Since it's the creation of a single brain it would be a task beyond my limited capabilities to disentangle the writing from the art. So I won't. Sophie Franz' storytelling here is exceptional stuff. There are all kinds of approaches to the colouring, including pastels for the in-story sketches, plain flat for the characters, thick washes for the sea and sky, and even colour without any holding lines at all when Frankie flips out a bit. The actual linework is mostly in a lightly Clowesian mold, which Franz uses to deliver some absolutely spot-on posture work (check out the panel on p.21 of the feet walking away from us: The Sauce? C'est Awesome!) and it's just generally and genuinely a visual delight.

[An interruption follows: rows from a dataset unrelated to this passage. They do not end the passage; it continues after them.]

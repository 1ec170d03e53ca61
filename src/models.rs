//! Canonical in-memory records shared by the resolver, the exporters and
//! the extractor.
//!
//! Everything here is a read-only snapshot of the source databases. The only
//! generated state is [`FileRecord::resolution`], set once by the path resolver.

use serde::Serialize;
use std::cell::OnceCell;
use std::collections::BTreeSet;
use std::path::{Path, PathBuf};

/// MIME types the device uses for folder and organizational rows.
pub const DIRECTORY_MIME_TYPES: &[&str] = &[
    "application/x.wd.dir",
    "application/x.directory",
    "inode/directory",
];

pub fn is_directory_mime(mime: &str) -> bool {
    DIRECTORY_MIME_TYPES
        .iter()
        .any(|d| d.eq_ignore_ascii_case(mime.trim()))
}

/// A file tag. Automatic tags come from the device's image classifier,
/// manual ones from the user.
#[derive(Clone, Debug, PartialEq, Eq, PartialOrd, Ord, Hash, Serialize)]
pub struct Tag {
    pub value: String,
    pub auto: bool,
}

/// Album membership as seen from a file, in membership-time order.
#[derive(Clone, Debug, PartialEq, Eq, Serialize)]
pub struct AlbumRef {
    pub id: String,
    pub name: String,
}

#[derive(Clone, Debug, Default, PartialEq, Serialize)]
pub struct ImageMeta {
    pub width: Option<i64>,
    pub height: Option<i64>,
    pub camera_make: Option<String>,
    pub camera_model: Option<String>,
    pub aperture: Option<f64>,
    pub exposure_time: Option<f64>,
    pub iso_speed: Option<i64>,
    pub focal_length: Option<f64>,
    pub orientation: Option<i64>,
}

#[derive(Clone, Debug, Default, PartialEq, Serialize)]
pub struct VideoMeta {
    pub codec: Option<String>,
    pub width: Option<i64>,
    pub height: Option<i64>,
    pub duration: Option<f64>,
}

/// A complete GPS fix. Partial coordinates never make it into a record.
#[derive(Clone, Copy, Debug, PartialEq, Serialize)]
pub struct GpsFix {
    pub latitude: f64,
    pub longitude: f64,
    pub altitude: f64,
}

#[derive(Clone, Debug, Default, PartialEq, Serialize)]
pub struct Place {
    pub city: Option<String>,
    pub province: Option<String>,
    pub country: Option<String>,
}

/// Which database a merged record came from.
#[derive(Clone, Copy, Debug, Default, PartialEq, Eq, Serialize)]
#[serde(rename_all = "snake_case")]
pub enum RecordSource {
    #[default]
    Primary,
    /// Primary metadata, physical path located through the backup's entry.
    BackupPath,
    /// Present only in the backup database.
    BackupOnly,
}

/// Which locate strategy found a file.
#[derive(Clone, Copy, Debug, PartialEq, Eq, Hash, Serialize)]
#[serde(rename_all = "snake_case")]
pub enum StrategyKind {
    LegacyShard,
    UserStorage,
}

#[derive(Clone, Debug, PartialEq, Eq)]
pub struct Located {
    pub path: PathBuf,
    pub via: StrategyKind,
}

#[derive(Clone, Debug, PartialEq, Eq)]
pub enum Resolution {
    Found(Located),
    NotFound,
}

impl Resolution {
    pub fn path(&self) -> Option<&Path> {
        match self {
            Resolution::Found(located) => Some(&located.path),
            Resolution::NotFound => None,
        }
    }

    pub fn is_found(&self) -> bool {
        matches!(self, Resolution::Found(_))
    }
}

/// Broad MIME bucket used for type-based layout and statistics.
#[derive(Clone, Copy, Debug, PartialEq, Eq, PartialOrd, Ord, Hash, Serialize)]
#[serde(rename_all = "snake_case")]
pub enum MimeCategory {
    Images,
    Videos,
    Documents,
    Other,
}

impl MimeCategory {
    pub const ALL: [MimeCategory; 4] = [
        MimeCategory::Images,
        MimeCategory::Videos,
        MimeCategory::Documents,
        MimeCategory::Other,
    ];

    pub fn from_mime(mime: &str) -> Self {
        let mime = mime.trim().to_ascii_lowercase();
        if mime.starts_with("image/") {
            MimeCategory::Images
        } else if mime.starts_with("video/") {
            MimeCategory::Videos
        } else if mime.starts_with("application/") || mime.starts_with("text/") {
            MimeCategory::Documents
        } else {
            MimeCategory::Other
        }
    }

    /// Bucket directory name in type-based extraction.
    pub fn dir_name(&self) -> &'static str {
        match self {
            MimeCategory::Images => "images",
            MimeCategory::Videos => "videos",
            MimeCategory::Documents => "documents",
            MimeCategory::Other => "other",
        }
    }

    pub fn parse(s: &str) -> Option<Self> {
        MimeCategory::ALL
            .into_iter()
            .find(|c| c.dir_name().eq_ignore_ascii_case(s.trim()))
    }
}

/// One recoverable file, independent of the source schema revision.
#[derive(Clone, Debug)]
pub struct FileRecord {
    pub id: String,
    pub content_id: String,
    pub name: String,
    pub mime_type: String,
    pub size_bytes: u64,
    /// Epoch milliseconds.
    pub birth_time: Option<i64>,
    pub c_time: Option<i64>,
    pub m_time: Option<i64>,
    pub image_capture_time: Option<i64>,
    pub video_capture_time: Option<i64>,
    pub storage_id: String,
    pub image: ImageMeta,
    pub video: VideoMeta,
    pub gps: Option<GpsFix>,
    pub place: Place,
    pub description: String,
    pub tags: BTreeSet<Tag>,
    pub albums: Vec<AlbumRef>,
    pub source: RecordSource,
    resolution: OnceCell<Resolution>,
}

impl FileRecord {
    pub fn new(id: impl Into<String>, content_id: impl Into<String>, name: impl Into<String>) -> Self {
        Self {
            id: id.into(),
            content_id: content_id.into(),
            name: name.into(),
            mime_type: String::new(),
            size_bytes: 0,
            birth_time: None,
            c_time: None,
            m_time: None,
            image_capture_time: None,
            video_capture_time: None,
            storage_id: String::new(),
            image: ImageMeta::default(),
            video: VideoMeta::default(),
            gps: None,
            place: Place::default(),
            description: String::new(),
            tags: BTreeSet::new(),
            albums: Vec::new(),
            source: RecordSource::Primary,
            resolution: OnceCell::new(),
        }
    }

    /// False for rows that describe folders or carry no content key.
    /// Every consumer checks this before touching a record.
    pub fn is_recoverable(&self) -> bool {
        !self.content_id.trim().is_empty() && !is_directory_mime(&self.mime_type)
    }

    /// Legacy sharded addressing applies to local or unset storage.
    pub fn uses_legacy_storage(&self) -> bool {
        let sid = self.storage_id.trim();
        sid.is_empty() || sid.eq_ignore_ascii_case("local")
    }

    pub fn category(&self) -> MimeCategory {
        MimeCategory::from_mime(&self.mime_type)
    }

    /// Capture time (image, then video), then creation, then birth time.
    pub fn best_timestamp(&self) -> Option<i64> {
        self.image_capture_time
            .or(self.video_capture_time)
            .or(self.c_time)
            .or(self.birth_time)
    }

    pub fn resolution(&self) -> Option<&Resolution> {
        self.resolution.get()
    }

    pub fn resolved_path(&self) -> Option<&Path> {
        self.resolution().and_then(Resolution::path)
    }

    /// Record the resolver's answer. The first answer sticks; later calls
    /// return the stored one.
    pub fn set_resolution(&self, resolution: Resolution) -> &Resolution {
        self.resolution.get_or_init(|| resolution)
    }

    /// The same record with a different resolution; used when merging.
    pub fn with_resolution(mut self, resolution: Resolution) -> Self {
        self.resolution = OnceCell::from(resolution);
        self
    }

    pub fn auto_tags(&self) -> impl Iterator<Item = &Tag> {
        self.tags.iter().filter(|t| t.auto)
    }

    pub fn manual_tags(&self) -> impl Iterator<Item = &Tag> {
        self.tags.iter().filter(|t| !t.auto)
    }
}

/// An album (device "file group").
#[derive(Clone, Debug, PartialEq, Serialize)]
pub struct Album {
    pub id: String,
    pub name: String,
    pub description: String,
    pub estimated_count: Option<i64>,
    pub c_time: Option<i64>,
    pub m_time: Option<i64>,
    /// Weak reference; may name a record that no longer exists.
    pub preview_file_id: Option<String>,
}

/// Maps a `storage_id` to the account whose per-user tree holds its files.
#[derive(Clone, Debug, PartialEq, Eq, Serialize)]
pub struct FilesystemMapping {
    pub id: String,
    pub name: String,
    pub path: Option<String>,
}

Despite its brilliance it still isn't going to be for everyone. It is after all the kind of comic where a dog is set adrift in a rowboat with a shopping list tied to its head, and (thanks to Franz' skills) it isn't wacky or odd, it's just plain moving. Ultimately, THE EXPERTS is the kind of comic that can make you cry without you knowing why. EXCELLENT!
Superheroes and dogs that cant speak French, it's gotta be – COMICS!!!